Following political developments starting after May 23, 1997, Iran's comic cinema was largely overshadowed by social and critical melodramas. There was more political openness and critical literature was flourishing. Inspired by that political atmosphere, Iranian cinema was using novel themes, which were unprecedented in post-revolutionary cinema. Criticizing patriarchic traditions, defending women's rights, attention to problems facing youth, disclosing hypocritical ascetics, showing extreme poverty of inferior social classes, depicting contravention between tradition and modernity in a transitional society. .. were among major themes whose streaks could be traced in films made during those years. Those films were welcomed most enthusiastically by society and people went to theaters to see their contemporary life being criticized. The society was excited and almost all social strata were asking political questions. Newly established newspapers and magazines expanded their readership by revealing interesting information while part of the Iranian cinema had turned into a political medium opposed to traditions in tandem with other media. However, that atmosphere did not last long because some social forces were opposed to such films and cinema officials were influenced by them. On the other hand, part of commercial filmmakers caused people's consternation and disillusionment by making superficially critical movies about unfaithfulness and violence of men, as well as young girls and boys fleeing their homes.

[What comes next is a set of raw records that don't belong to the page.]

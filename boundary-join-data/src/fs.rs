//! Capability-based filesystem helpers built on `cap-std` and `camino`.

use std::io::{self, Read};

use camino::Utf8Path;
use cap_std::fs::Metadata;
use cap_std::{ambient_authority, fs_utf8};

/// Read a whole UTF-8 text file using ambient authority.
pub fn read_to_string(path: &Utf8Path) -> io::Result<String> {
    let mut file = fs_utf8::File::open_ambient(path, ambient_authority())?;
    let mut text = String::new();
    file.read_to_string(&mut text)?;
    Ok(text)
}

/// Return whether `path` exists and is a regular file.
///
/// A missing parent directory is reported as `Ok(false)`.
pub fn file_is_file(path: &Utf8Path) -> io::Result<bool> {
    Ok(metadata(path)?.is_some_and(|meta| meta.is_file()))
}

/// Metadata for `path`, or `None` when it (or its parent) does not exist.
pub fn metadata(path: &Utf8Path) -> io::Result<Option<Metadata>> {
    let parent = match path.parent() {
        Some(parent) if !parent.as_str().is_empty() => parent,
        _ => Utf8Path::new("."),
    };
    let Some(name) = path.file_name() else {
        return Ok(None);
    };
    let dir = match fs_utf8::Dir::open_ambient_dir(parent, ambient_authority()) {
        Ok(dir) => dir,
        Err(err) if err.kind() == io::ErrorKind::NotFound => return Ok(None),
        Err(err) => return Err(err),
    };
    match dir.metadata(name) {
        Ok(meta) => Ok(Some(meta)),
        Err(err) if err.kind() == io::ErrorKind::NotFound => Ok(None),
        Err(err) => Err(err),
    }
}

/// Create `path` and any missing ancestors, then open it as a capability.
///
/// Absolute paths are anchored at their root; relative paths at the current
/// directory.
pub fn create_dir_all(path: &Utf8Path) -> io::Result<fs_utf8::Dir> {
    let (anchor, relative) = split_anchor(path)?;
    let base = fs_utf8::Dir::open_ambient_dir(anchor, ambient_authority())?;
    if relative.as_str().is_empty() {
        return Ok(base);
    }
    base.create_dir_all(relative)?;
    base.open_dir(relative)
}

fn split_anchor(path: &Utf8Path) -> io::Result<(&Utf8Path, &Utf8Path)> {
    if !path.has_root() {
        return Ok((Utf8Path::new("."), path));
    }
    let anchor = path
        .ancestors()
        .last()
        .ok_or_else(|| io::Error::other("absolute path has no root"))?;
    let relative = path
        .strip_prefix(anchor)
        .map_err(|_| io::Error::other("failed to strip root from absolute path"))?;
    Ok((anchor, relative))
}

A scene of "Marmoulak", 2004
Although the number of comedies decreased during that period, some comedy filmmakers used the relative social openness to make films about new subjects that were welcomed by the public. Snowman was allowed to be screened after several years of ban and drew many people to theaters while The Changed Man marked a turning point in terms of box office sales by opposing traditions and selecting a subject which could not have been referred to under previous conditions and Sunglasses succeeded to drew people's attention. At the same time, family melodramas were gradually losing ground because political activities following May 23,1997 were rapidly abating and people had lost their trust in politics and were looking for a place that would give them peace. In this way, comedies once more became popular. Understanding the new situation, Dariush Mehrjui made Mom s Guest which took advantage of attractive performances and, in fact, reflected the jovial sub-layer of the psychology of the Iranian people in a realistic manner. Kamal Tabrizi used a sensitive theme in his film, Marmoulak (The Lizard), which despite precautions taken, did not go scot-free. This shows that the Iranian society is still less prone to accept critical comedies and, for this reason, original and social comedies can never last. On the contrary, comic cinema has always been exploited by superficial, worthless films which lose popularity very soon due to excessive use of clichés and repetitions. Therefore, many comedies which are being made this year may prove big failures of the Iranian cinema next year.

People have craved for comedies during the whole history of the Iranian cinema, but Iranian filmmakers, except for some exceptions, have never met the public need in a suitable manner.